Repeat each line of the material below exactly.
_ _ _
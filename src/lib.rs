// src/lib.rs

pub mod config;
pub mod error;
pub mod handlers;
pub mod models;
pub mod repositories;
pub mod routes;
pub mod services;
pub mod state;
pub mod utils;

// Re-export specific items for convenience if needed
pub use routes::create_router;
// src/handlers/mod.rs

pub mod auth;
pub mod quiz;
pub mod topic;
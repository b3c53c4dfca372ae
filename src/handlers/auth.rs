// src/handlers/auth.rs

use std::sync::Arc;

use axum::{Extension, Json, extract::State, http::StatusCode, response::IntoResponse};
use serde_json::json;
use sqlx::PgPool;
use validator::Validate;

use crate::{
    config::Config,
    error::AppError,
    models::user::{CreateUserRequest, LoginRequest},
    repositories::users,
    utils::{
        extract::ApiJson,
        hash::{hash_password, verify_password},
        jwt::{Claims, sign_jwt},
    },
};

/// Registers a new user.
///
/// Hashes the password using Argon2 before storing it.
/// Returns 201 Created and the user object (excluding password).
pub async fn register(
    State(pool): State<PgPool>,
    ApiJson(payload): ApiJson<CreateUserRequest>,
) -> Result<impl IntoResponse, AppError> {
    payload.validate()?;

    let hashed_password = hash_password(&payload.password)?;

    let user = users::create(&pool, &payload.username, &payload.email, &hashed_password)
        .await
        .map_err(|e| {
            if matches!(&e, sqlx::Error::Database(db_err) if db_err.is_unique_violation()) {
                AppError::Conflict("Username or email already exists".to_string())
            } else {
                tracing::error!("Failed to register user: {:?}", e);
                AppError::from(e)
            }
        })?;

    tracing::info!(user_id = user.id, username = %user.username, "User registered");

    Ok((
        StatusCode::CREATED,
        Json(json!({
            "success": true,
            "message": "User registered successfully",
            "user": user,
        })),
    ))
}

/// Authenticates a user and returns a JWT token.
///
/// Unknown usernames and wrong passwords get the same response.
pub async fn login(
    State(pool): State<PgPool>,
    State(config): State<Arc<Config>>,
    ApiJson(payload): ApiJson<LoginRequest>,
) -> Result<impl IntoResponse, AppError> {
    payload.validate()?;

    let invalid_credentials = || AppError::AuthError("Invalid username or password".to_string());

    let user = users::find_by_username(&pool, &payload.username)
        .await
        .map_err(|e| {
            tracing::error!("Login DB error: {:?}", e);
            AppError::from(e)
        })?
        .ok_or_else(invalid_credentials)?;

    if !verify_password(&payload.password, &user.password)? {
        return Err(invalid_credentials());
    }

    let token = sign_jwt(user.id, &user.username, &config.jwt_secret, config.jwt_expiration)?;

    Ok(Json(json!({
        "success": true,
        "token": token,
        "type": "Bearer",
        "expires_in": config.jwt_expiration,
        "user": user,
    })))
}

/// Returns the authenticated user's account.
pub async fn me(
    State(pool): State<PgPool>,
    Extension(claims): Extension<Claims>,
) -> Result<impl IntoResponse, AppError> {
    let user = users::find_by_id(&pool, claims.user_id()?)
        .await?
        .ok_or(AppError::NotFound("User not found".to_string()))?;

    Ok(Json(json!({
        "success": true,
        "user": user,
    })))
}
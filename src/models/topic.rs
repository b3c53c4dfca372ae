// src/models/topic.rs

use std::sync::LazyLock;

use regex::Regex;
use serde::Serialize;
use sqlx::FromRow;

/// Lowercase, hyphen-separated URL slug (e.g. "javascript", "web-security").
pub static SLUG_REGEX: LazyLock<Regex> =
    LazyLock::new(|| Regex::new(r"^[a-z0-9]+(?:-[a-z0-9]+)*$").expect("slug pattern is valid"));

pub fn is_valid_slug(slug: &str) -> bool {
    slug.len() <= 100 && SLUG_REGEX.is_match(slug)
}

/// Represents the 'topics' table in the database.
#[derive(Debug, Clone, FromRow, Serialize)]
pub struct Topic {
    pub id: i64,
    pub name: String,

    /// Unique and immutable once created.
    pub slug: String,

    pub description: Option<String>,
    pub icon: Option<String>,
    pub difficulty: String,
    pub is_active: bool,
    pub created_at: chrono::DateTime<chrono::Utc>,
}

/// Topic header returned when a quiz starts.
#[derive(Debug, Clone, Serialize)]
pub struct TopicSummary {
    pub id: i64,
    pub name: String,
    pub slug: String,
    pub description: Option<String>,
    pub icon: Option<String>,
}

impl From<&Topic> for TopicSummary {
    fn from(topic: &Topic) -> Self {
        Self {
            id: topic.id,
            name: topic.name.clone(),
            slug: topic.slug.clone(),
            description: topic.description.clone(),
            icon: topic.icon.clone(),
        }
    }
}

/// Catalogue entry: an active topic with the size of its question pool.
#[derive(Debug, Serialize, FromRow)]
pub struct TopicListing {
    pub id: i64,
    pub name: String,
    pub slug: String,
    pub description: Option<String>,
    pub icon: Option<String>,
    pub difficulty: String,
    pub question_count: i64,
}

#[cfg(test)]
mod tests {
    use super::*;

    #[test]
    fn slug_pattern() {
        assert!(is_valid_slug("javascript"));
        assert!(is_valid_slug("web-security-101"));
        assert!(!is_valid_slug("JavaScript"));
        assert!(!is_valid_slug("-leading"));
        assert!(!is_valid_slug("double--hyphen"));
        assert!(!is_valid_slug("with space"));
        assert!(!is_valid_slug(""));
        assert!(!is_valid_slug(&"a".repeat(101)));
    }
}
_ _ _
● **Solution**:
filename src/lib.rs
// src/lib.rs

pub mod config;
pub mod error;
pub mod handlers;
pub mod models;
pub mod repositories;
pub mod routes;
pub mod services;
pub mod state;
pub mod utils;

// Re-export specific items for convenience if needed
pub use routes::create_router;
// src/handlers/mod.rs

pub mod auth;
pub mod quiz;
pub mod topic;
repository b3c53c4dfca372ae
filename src/handlers/auth.rs
// src/handlers/auth.rs

use std::sync::Arc;

use axum::{Extension, Json, extract::State, http::StatusCode, response::IntoResponse};
use serde_json::json;
use sqlx::PgPool;
use validator::Validate;

use crate::{
    config::Config,
    error::AppError,
    models::user::{CreateUserRequest, LoginRequest},
    repositories::users,
    utils::{
        extract::ApiJson,
        hash::{hash_password, verify_password},
        jwt::{Claims, sign_jwt},
    },
};

/// Registers a new user.
///
/// Hashes the password using Argon2 before storing it.
/// Returns 201 Created and the user object (excluding password).
pub async fn register(
    State(pool): State<PgPool>,
    ApiJson(payload): ApiJson<CreateUserRequest>,
) -> Result<impl IntoResponse, AppError> {
    payload.validate()?;

    let hashed_password = hash_password(&payload.password)?;

    let user = users::create(&pool, &payload.username, &payload.email, &hashed_password)
        .await
        .map_err(|e| {
            if matches!(&e, sqlx::Error::Database(db_err) if db_err.is_unique_violation()) {
                AppError::Conflict("Username or email already exists".to_string())
            } else {
                tracing::error!("Failed to register user: {:?}", e);
                AppError::from(e)
            }
        })?;

    tracing::info!(user_id = user.id, username = %user.username, "User registered");

    Ok((
        StatusCode::CREATED,
        Json(json!({
            "success": true,
            "message": "User registered successfully",
            "user": user,
        })),
    ))
}

/// Authenticates a user and returns a JWT token.
///
/// Unknown usernames and wrong passwords get the same response.
pub async fn login(
    State(pool): State<PgPool>,
    State(config): State<Arc<Config>>,
    ApiJson(payload): ApiJson<LoginRequest>,
) -> Result<impl IntoResponse, AppError> {
    payload.validate()?;

    let invalid_credentials = || AppError::AuthError("Invalid username or password".to_string());

    let user = users::find_by_username(&pool, &payload.username)
        .await
        .map_err(|e| {
            tracing::error!("Login DB error: {:?}", e);
            AppError::from(e)
        })?
        .ok_or_else(invalid_credentials)?;

    if !verify_password(&payload.password, &user.password)? {
        return Err(invalid_credentials());
    }

    let token = sign_jwt(user.id, &user.username, &config.jwt_secret, config.jwt_expiration)?;

    Ok(Json(json!({
        "success": true,
        "token": token,
        "type": "Bearer",
        "expires_in": config.jwt_expiration,
        "user": user,
    })))
}

/// Returns the authenticated user's account.
pub async fn me(
    State(pool): State<PgPool>,
    Extension(claims): Extension<Claims>,
) -> Result<impl IntoResponse, AppError> {
    let user = users::find_by_id(&pool, claims.user_id()?)
        .await?
        .ok_or(AppError::NotFound("User not found".to_string()))?;

    Ok(Json(json!({
        "success": true,
        "user": user,
    })))
}
filename src/models/topic.rs
repository b3c53c4dfca372ae
// src/models/topic.rs

use std::sync::LazyLock;

use regex::Regex;
use serde::Serialize;
use sqlx::FromRow;

/// Lowercase, hyphen-separated URL slug (e.g. "javascript", "web-security").
pub static SLUG_REGEX: LazyLock<Regex> =
    LazyLock::new(|| Regex::new(r"^[a-z0-9]+(?:-[a-z0-9]+)*$").expect("slug pattern is valid"));

pub fn is_valid_slug(slug: &str) -> bool {
    slug.len() <= 100 && SLUG_REGEX.is_match(slug)
}

/// Represents the 'topics' table in the database.
#[derive(Debug, Clone, FromRow, Serialize)]
pub struct Topic {
    pub id: i64,
    pub name: String,

    /// Unique and immutable once created.
    pub slug: String,

    pub description: Option<String>,
    pub icon: Option<String>,
    pub difficulty: String,
    pub is_active: bool,
    pub created_at: chrono::DateTime<chrono::Utc>,
}

/// Topic header returned when a quiz starts.
#[derive(Debug, Clone, Serialize)]
pub struct TopicSummary {
    pub id: i64,
    pub name: String,
    pub slug: String,
    pub description: Option<String>,
    pub icon: Option<String>,
}

impl From<&Topic> for TopicSummary {
    fn from(topic: &Topic) -> Self {
        Self {
            id: topic.id,
            name: topic.name.clone(),
            slug: topic.slug.clone(),
            description: topic.description.clone(),
            icon: topic.icon.clone(),
        }
    }
}

/// Catalogue entry: an active topic with the size of its question pool.
#[derive(Debug, Serialize, FromRow)]
pub struct TopicListing {
    pub id: i64,
    pub name: String,
    pub slug: String,
    pub description: Option<String>,
    pub icon: Option<String>,
    pub difficulty: String,
    pub question_count: i64,
}

#[cfg(test)]
mod tests {
    use super::*;

    #[test]
    fn slug_pattern() {
        assert!(is_valid_slug("javascript"));
        assert!(is_valid_slug("web-security-101"));
        assert!(!is_valid_slug("JavaScript"));
        assert!(!is_valid_slug("-leading"));
        assert!(!is_valid_slug("double--hyphen"));
        assert!(!is_valid_slug("with space"));
        assert!(!is_valid_slug(""));
        assert!(!is_valid_slug(&"a".repeat(101)));
    }
}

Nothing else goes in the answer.